◆ Exercise directions
Give back a single figure: the number of lines in the entries below that contain "extension".

+ + + + + + +

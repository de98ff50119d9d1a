//! Utility modules

pub mod clock;
pub mod paths;

pub use clock::{Clock, FixedClock, SystemClock};
pub use paths::{config_path, data_dir, default_download_dir, log_file_path, logs_dir};
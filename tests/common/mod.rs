//! Shared test utilities for pagepack
//!
//! This module provides common helpers for integration tests:
//! - Deterministic clocks and session wiring
//! - Fixture pages and unpacking of captured archives

pub mod determinism;
pub mod fixtures;
//! DOM snapshot export: a serializable tree of the loaded page, written as
//! pretty JSON or as the raw markup.

use std::collections::BTreeMap;
use std::path::{Path, PathBuf};

use chrono::{DateTime, SecondsFormat, Utc};
use scraper::node::Node;
use scraper::ElementRef;
use serde::{Deserialize, Serialize};

use crate::agent::page::{doctype_string, PageDocument};
use crate::capture::files::sanitize_title;
use crate::capture::CaptureError;
use crate::util::Clock;

#[derive(Debug, Clone, Copy, PartialEq, Eq, Default, clap::ValueEnum)]
pub enum SnapshotFormat {
    #[default]
    Json,
    Html,
}

impl SnapshotFormat {
    pub fn extension(self) -> &'static str {
        match self {
            SnapshotFormat::Json => "json",
            SnapshotFormat::Html => "html",
        }
    }
}

#[derive(Debug, Clone, PartialEq, Eq, Serialize, Deserialize)]
#[serde(tag = "type", rename_all = "lowercase")]
pub enum DomNode {
    Element {
        tag: String,
        #[serde(default, skip_serializing_if = "BTreeMap::is_empty")]
        attributes: BTreeMap<String, String>,
        #[serde(default, skip_serializing_if = "Vec::is_empty")]
        children: Vec<DomNode>,
    },
    Text {
        content: String,
    },
    Comment {
        content: String,
    },
}

#[derive(Debug, Clone, Serialize, Deserialize)]
#[serde(rename_all = "camelCase")]
pub struct DomSnapshot {
    pub url: String,
    pub title: Option<String>,
    pub doctype: Option<String>,
    pub captured_at: String,
    pub root: DomNode,
    #[serde(skip)]
    markup: String,
}

impl DomSnapshot {
    pub fn capture(page: &PageDocument, clock: &dyn Clock) -> Self {
        Self::capture_at(page, clock.now())
    }

    fn capture_at(page: &PageDocument, at: DateTime<Utc>) -> Self {
        let doc = page.parse();
        Self {
            url: page.url().to_string(),
            title: page.title(),
            doctype: doctype_string(&doc),
            captured_at: at.to_rfc3339_opts(SecondsFormat::Millis, true),
            root: element_node(doc.root_element()),
            markup: page.markup(),
        }
    }

    pub fn markup(&self) -> &str {
        &self.markup
    }

    pub fn render(&self, format: SnapshotFormat) -> Result<String, CaptureError> {
        match format {
            SnapshotFormat::Json => Ok(serde_json::to_string_pretty(self)?),
            SnapshotFormat::Html => Ok(self.markup.clone()),
        }
    }

    /// `<title>-snapshot.<ext>`, or `page-snapshot.<ext>` without a title.
    pub fn default_filename(&self, format: SnapshotFormat) -> String {
        let stem = self
            .title
            .as_deref()
            .map(sanitize_title)
            .filter(|s| !s.is_empty())
            .unwrap_or_else(|| "page".to_string());
        format!("{}-snapshot.{}", stem, format.extension())
    }
}

fn element_node(element: ElementRef<'_>) -> DomNode {
    let el = element.value();
    let attributes = el
        .attrs()
        .map(|(k, v)| (k.to_string(), v.to_string()))
        .collect();

    let children = element
        .children()
        .filter_map(|child| match child.value() {
            Node::Element(_) => ElementRef::wrap(child).map(element_node),
            Node::Text(text) if !text.text.trim().is_empty() => Some(DomNode::Text {
                content: text.text.to_string(),
            }),
            Node::Comment(comment) => Some(DomNode::Comment {
                content: comment.comment.to_string(),
            }),
            _ => None,
        })
        .collect();

    DomNode::Element {
        tag: el.name().to_string(),
        attributes,
        children,
    }
}

/// Write `snapshot` to `path` in `format`.
pub fn write_snapshot(
    snapshot: &DomSnapshot,
    format: SnapshotFormat,
    path: &Path,
) -> Result<PathBuf, CaptureError> {
    let rendered = snapshot.render(format)?;
    if let Some(parent) = path.parent().filter(|p| !p.as_os_str().is_empty()) {
        std::fs::create_dir_all(parent)?;
    }
    std::fs::write(path, rendered)?;
    tracing::info!(path = %path.display(), format = format.extension(), "Snapshot written");
    Ok(path.to_path_buf())
}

+ + + + + + +

◆ Expected answer
3